• **TASK BRIEF**:
From the records below, work out how many lines carry the string "PrimitiveVector". Leave out everything but the number.

--- --- ---

//! The human-readable mass report.
//!
//! Enumerates the architecture from the mass calculator's point of view: the
//! pb/mode tree of every logical block type, the sub-tile tree of every
//! physical tile, the computed capacity vectors, and how much of the device
//! the netlist's mass is expected to use. The report is advisory output for
//! humans tuning an architecture; nothing downstream parses it.

use crate::error::ApResult;
use crate::mass::MassCalculator;
use crate::netlist::ApNetlist;
use crate::primitive_vector::PrimitiveVector;
use std::fs::File;
use std::io::{BufWriter, Write};
use std::path::Path;
use strata_arch::{
    Architecture, DeviceGrid, LogicalBlockTypeId, Mode, ModelId, PbContent, PbType, TileLoc,
    TileTypeId,
};

/// The default file name for the mass report.
pub const DEFAULT_MASS_REPORT_FILE: &str = "ap_mass.rpt";

/// A node in a printing tree. Trees are rendered with box-drawing glyphs.
struct PrintingTreeNode {
    name: String,
    children: Vec<PrintingTreeNode>,
}

/// Renders a node and its subtree, `prefix` being what the children print
/// before their connector glyphs.
fn print_tree_node(
    node: &PrintingTreeNode,
    out: &mut dyn Write,
    prefix: &str,
) -> std::io::Result<()> {
    writeln!(out, "{}", node.name)?;
    let num_children = node.children.len();
    for (child_idx, child) in node.children.iter().enumerate() {
        if child_idx != num_children - 1 {
            write!(out, "{prefix}├── ")?;
            print_tree_node(child, out, &format!("{prefix}│   "))?;
        } else {
            write!(out, "{prefix}└── ")?;
            print_tree_node(child, out, &format!("{prefix}    "))?;
        }
    }
    Ok(())
}

fn gen_mode_tree_node(mode: &Mode, arch: &Architecture) -> PrintingTreeNode {
    PrintingTreeNode {
        name: format!("{} (mode)", mode.name),
        children: mode
            .children
            .iter()
            .map(|pb| gen_pb_tree_node(pb, arch))
            .collect(),
    }
}

fn gen_pb_tree_node(pb_type: &PbType, arch: &Architecture) -> PrintingTreeNode {
    match &pb_type.content {
        PbContent::Leaf { model } => PrintingTreeNode {
            name: format!(
                "{} [{}] (primitive pb_type | model: {})",
                pb_type.name,
                pb_type.num_pb,
                arch.models.model_name(*model)
            ),
            children: Vec::new(),
        },
        PbContent::Modes(modes) => PrintingTreeNode {
            name: format!("{} [{}] (pb_type)", pb_type.name, pb_type.num_pb),
            children: modes
                .iter()
                .map(|mode| gen_mode_tree_node(mode, arch))
                .collect(),
        },
    }
}

fn print_section_header(out: &mut dyn Write, title: &str) -> std::io::Result<()> {
    writeln!(out, "=================================================================")?;
    writeln!(out, "{title}:")?;
    writeln!(out, "=================================================================")?;
    writeln!(out)
}

fn print_logical_block_graph(out: &mut dyn Write, arch: &Architecture) -> std::io::Result<()> {
    print_section_header(out, "Logical (Complex) Block Graph")?;
    for block_type in &arch.logical_block_types {
        let root = PrintingTreeNode {
            name: format!("{} (root logical block)", block_type.name),
            children: block_type
                .pb_type
                .iter()
                .map(|pb| gen_pb_tree_node(pb, arch))
                .collect(),
        };
        print_tree_node(&root, out, "")?;
        writeln!(out)?;
    }
    Ok(())
}

fn print_physical_tile_graph(out: &mut dyn Write, arch: &Architecture) -> std::io::Result<()> {
    print_section_header(out, "Physical Tile Graph")?;
    for tile_type in &arch.physical_tile_types {
        let root = PrintingTreeNode {
            name: format!("{} (tile)", tile_type.name),
            children: tile_type
                .sub_tiles
                .iter()
                .map(|sub_tile| PrintingTreeNode {
                    name: format!("{} [{}] (sub-tile)", sub_tile.name, sub_tile.capacity),
                    children: sub_tile
                        .equivalent_sites
                        .iter()
                        .map(|&site| PrintingTreeNode {
                            name: format!(
                                "{} (equiv-site)",
                                arch.logical_block_type(site).name
                            ),
                            children: Vec::new(),
                        })
                        .collect(),
                })
                .collect(),
        };
        print_tree_node(&root, out, "")?;
        writeln!(out)?;
    }
    Ok(())
}

/// Prints the non-zero dimensions of a primitive vector, one model per line,
/// names right-aligned.
fn print_primitive_vector(
    out: &mut dyn Write,
    vec: &PrimitiveVector,
    arch: &Architecture,
    prefix: &str,
) -> std::io::Result<()> {
    let dims = vec.non_zero_dims();
    let max_name_len = dims
        .iter()
        .map(|&d| arch.models.model_name(ModelId::from_raw(d as u32)).len())
        .max()
        .unwrap_or(0);
    for dim in dims {
        let name = arch.models.model_name(ModelId::from_raw(dim as u32));
        writeln!(out, "{prefix}{name:>max_name_len$}: {}", vec.get(dim))?;
    }
    Ok(())
}

fn print_capacities(
    out: &mut dyn Write,
    mass_calculator: &MassCalculator,
    arch: &Architecture,
) -> std::io::Result<()> {
    print_section_header(out, "Logical Block Type Capacities")?;
    for (idx, block_type) in arch.logical_block_types.iter().enumerate() {
        writeln!(out, "{}:", block_type.name)?;
        let cap = mass_calculator
            .logical_block_type_capacity(LogicalBlockTypeId::from_raw(idx as u32));
        print_primitive_vector(out, cap, arch, "\t")?;
        writeln!(out)?;
    }
    print_section_header(out, "Physical Tile Type Capacities")?;
    for (idx, tile_type) in arch.physical_tile_types.iter().enumerate() {
        writeln!(out, "{}:", tile_type.name)?;
        let cap = mass_calculator.physical_tile_type_capacity(TileTypeId::from_raw(idx as u32));
        print_primitive_vector(out, cap, arch, "\t")?;
        writeln!(out)?;
    }
    Ok(())
}

/// The total capacity of every root tile on the grid.
fn calc_total_grid_capacity(
    mass_calculator: &MassCalculator,
    grid: &DeviceGrid,
) -> PrimitiveVector {
    let mut total = PrimitiveVector::new();
    for layer in 0..grid.num_layers() {
        for x in 0..grid.width() {
            for y in 0..grid.height() {
                let loc = TileLoc::new(x as i32, y as i32, layer as i32);
                if !grid.is_root(loc) {
                    continue;
                }
                total += mass_calculator.physical_tile_type_capacity(grid.tile_type_at(loc));
            }
        }
    }
    total
}

fn calc_total_netlist_mass(
    mass_calculator: &MassCalculator,
    ap_netlist: &ApNetlist,
) -> PrimitiveVector {
    let mut total = PrimitiveVector::new();
    for blk_id in ap_netlist.blocks() {
        total += mass_calculator.block_mass(blk_id);
    }
    total
}

fn print_netlist_mass_utilization(
    out: &mut dyn Write,
    ap_netlist: &ApNetlist,
    mass_calculator: &MassCalculator,
    arch: &Architecture,
    grid: &DeviceGrid,
) -> std::io::Result<()> {
    print_section_header(out, "Netlist Mass Utilization")?;
    let total_grid_capacity = calc_total_grid_capacity(mass_calculator, grid);
    let total_netlist_mass = calc_total_netlist_mass(mass_calculator, ap_netlist);

    // How many blocks touch each model at all.
    let mut per_model_block_counts = PrimitiveVector::new();
    for blk_id in ap_netlist.blocks() {
        for dim in mass_calculator.block_mass(blk_id).non_zero_dims() {
            per_model_block_counts.add_to_dim(dim, 1.0);
        }
    }

    let max_name_len = arch
        .models
        .ids()
        .map(|id| arch.models.model_name(id).len())
        .max()
        .unwrap_or(0)
        .max("Model".len());

    writeln!(
        out,
        "{:>max_name_len$}: Total Netlist Mass | Total Grid Mass | Mass Utilization",
        "Model"
    )?;
    for model_id in arch.models.ids() {
        let netlist_mass = total_netlist_mass.get(model_id.index());
        let grid_mass = total_grid_capacity.get(model_id.index());
        let utilization = if grid_mass > 0.0 {
            netlist_mass / grid_mass
        } else {
            0.0
        };
        writeln!(
            out,
            "{:>max_name_len$}: {netlist_mass:18} | {grid_mass:15} | {utilization:16.4}",
            arch.models.model_name(model_id)
        )?;
    }
    writeln!(out)?;

    writeln!(
        out,
        "{:>max_name_len$}: Total Netlist Mass | Number of Blocks | Average Mass per Block",
        "Model"
    )?;
    for model_id in arch.models.ids() {
        let netlist_mass = total_netlist_mass.get(model_id.index());
        let num_blocks = per_model_block_counts.get(model_id.index());
        let average = if num_blocks > 0.0 {
            netlist_mass / num_blocks
        } else {
            0.0
        };
        writeln!(
            out,
            "{:>max_name_len$}: {netlist_mass:18} | {num_blocks:16} | {average:22.4}",
            arch.models.model_name(model_id)
        )?;
    }
    writeln!(out)
}

fn print_expected_device_utilization(
    out: &mut dyn Write,
    ap_netlist: &ApNetlist,
    mass_calculator: &MassCalculator,
    arch: &Architecture,
    grid: &DeviceGrid,
) -> std::io::Result<()> {
    print_section_header(out, "Expected Device Utilization")?;
    let total_netlist_mass = calc_total_netlist_mass(mass_calculator, ap_netlist);

    // The expected number of instances of a logical block type is driven by
    // whichever of its models the netlist needs the most of.
    let mut num_type_instances = vec![0u64; arch.logical_block_types.len()];
    for (idx, _) in arch.logical_block_types.iter().enumerate() {
        let block_type_cap =
            mass_calculator.logical_block_type_capacity(LogicalBlockTypeId::from_raw(idx as u32));
        let mut needed = 0u64;
        for dim in block_type_cap.non_zero_dims() {
            let netlist_model_mass = total_netlist_mass.get(dim);
            let mass_per_block = block_type_cap.get(dim);
            needed = needed.max((netlist_model_mass / mass_per_block).ceil() as u64);
        }
        num_type_instances[idx] = needed;
    }

    let max_name_len = arch
        .logical_block_types
        .iter()
        .map(|t| t.name.len())
        .max()
        .unwrap_or(0);

    writeln!(out, "Expected number of logical blocks:")?;
    for (idx, block_type) in arch.logical_block_types.iter().enumerate() {
        if block_type.is_empty() {
            continue;
        }
        writeln!(
            out,
            "\t{:>max_name_len$}: {}",
            block_type.name, num_type_instances[idx]
        )?;
    }
    writeln!(out)?;

    // Sites available for each logical block type across the whole grid.
    let mut num_sites = vec![0u64; arch.logical_block_types.len()];
    for layer in 0..grid.num_layers() {
        for x in 0..grid.width() {
            for y in 0..grid.height() {
                let loc = TileLoc::new(x as i32, y as i32, layer as i32);
                if !grid.is_root(loc) {
                    continue;
                }
                let tile = arch.tile_type(grid.tile_type_at(loc));
                for sub_tile in &tile.sub_tiles {
                    for &site in &sub_tile.equivalent_sites {
                        num_sites[site.index()] += u64::from(sub_tile.capacity);
                    }
                }
            }
        }
    }

    writeln!(out, "Expected block utilization:")?;
    for (idx, block_type) in arch.logical_block_types.iter().enumerate() {
        if block_type.is_empty() {
            continue;
        }
        let utilization = if num_sites[idx] > 0 {
            num_type_instances[idx] as f64 / num_sites[idx] as f64
        } else {
            0.0
        };
        writeln!(
            out,
            "\t{:>max_name_len$}: {utilization:.4}",
            block_type.name
        )?;
    }
    writeln!(out)
}

/// Writes the mass report to the given path.
pub fn generate_mass_report(
    path: &Path,
    ap_netlist: &ApNetlist,
    mass_calculator: &MassCalculator,
    arch: &Architecture,
    grid: &DeviceGrid,
) -> ApResult<()> {
    let file = File::create(path)?;
    let mut out = BufWriter::new(file);
    print_logical_block_graph(&mut out, arch)?;
    print_physical_tile_graph(&mut out, arch)?;
    print_capacities(&mut out, mass_calculator, arch)?;
    print_netlist_mass_utilization(&mut out, ap_netlist, mass_calculator, arch, grid)?;
    print_expected_device_utilization(&mut out, ap_netlist, mass_calculator, arch, grid)?;
    out.flush()?;
    Ok(())
}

--- --- ---

• **RESPONSE TO THIS TASK**:
7